#### Task details
Set out the listing word for word. End with the line that contains "tests and fixtures.".

#### Working data

'''

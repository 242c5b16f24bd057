use crate::channels::ChannelName;
use serde::{Deserialize, Serialize};
use std::collections::BTreeMap;

/// One timestamped row of channel values.
///
/// Serializes flat, e.g. `{"timestamp": 0.0, "FP1": 1.5, "FP2": 2.5}`.
#[derive(Debug, Clone, PartialEq, Serialize, Deserialize)]
pub struct Sample {
    pub timestamp: f64,
    #[serde(flatten)]
    pub channels: BTreeMap<ChannelName, f64>,
}

impl Sample {
    pub fn new(timestamp: f64) -> Self {
        Self {
            timestamp,
            channels: BTreeMap::new(),
        }
    }

    /// Builder-style insert, mostly for tests and fixtures.
    pub fn with(mut self, channel: &str, value: f64) -> Self {
        if let Some(name) = ChannelName::normalize(channel) {
            self.channels.insert(name, value);
        }
        self
    }

    pub fn value(&self, channel: &str) -> Option<f64> {
        self.channels.get(channel).copied()
    }

    pub fn channel_count(&self) -> usize {
        self.channels.len()
    }

    pub fn is_empty(&self) -> bool {
        self.channels.is_empty()
    }
}

/// Channel labels of a recording, taken from its first sample.
pub fn channel_labels(samples: &[Sample]) -> Vec<String> {
    samples
        .first()
        .map(|sample| {
            sample
                .channels
                .keys()
                .map(|name| name.as_str().to_string())
                .collect()
        })
        .unwrap_or_default()
}

pub fn last_timestamp(samples: &[Sample]) -> Option<f64> {
    samples.last().map(|sample| sample.timestamp)
}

'''

#### Exercise result
repository 242c5b16f24bd057
use crate::channels::ChannelName;
use serde::{Deserialize, Serialize};
use std::collections::BTreeMap;

/// One timestamped row of channel values.
///
/// Serializes flat, e.g. `{"timestamp": 0.0, "FP1": 1.5, "FP2": 2.5}`.
#[derive(Debug, Clone, PartialEq, Serialize, Deserialize)]
pub struct Sample {
    pub timestamp: f64,
    #[serde(flatten)]
    pub channels: BTreeMap<ChannelName, f64>,
}

impl Sample {
    pub fn new(timestamp: f64) -> Self {
        Self {
            timestamp,
            channels: BTreeMap::new(),
        }
    }

    /// Builder-style insert, mostly for tests and fixtures.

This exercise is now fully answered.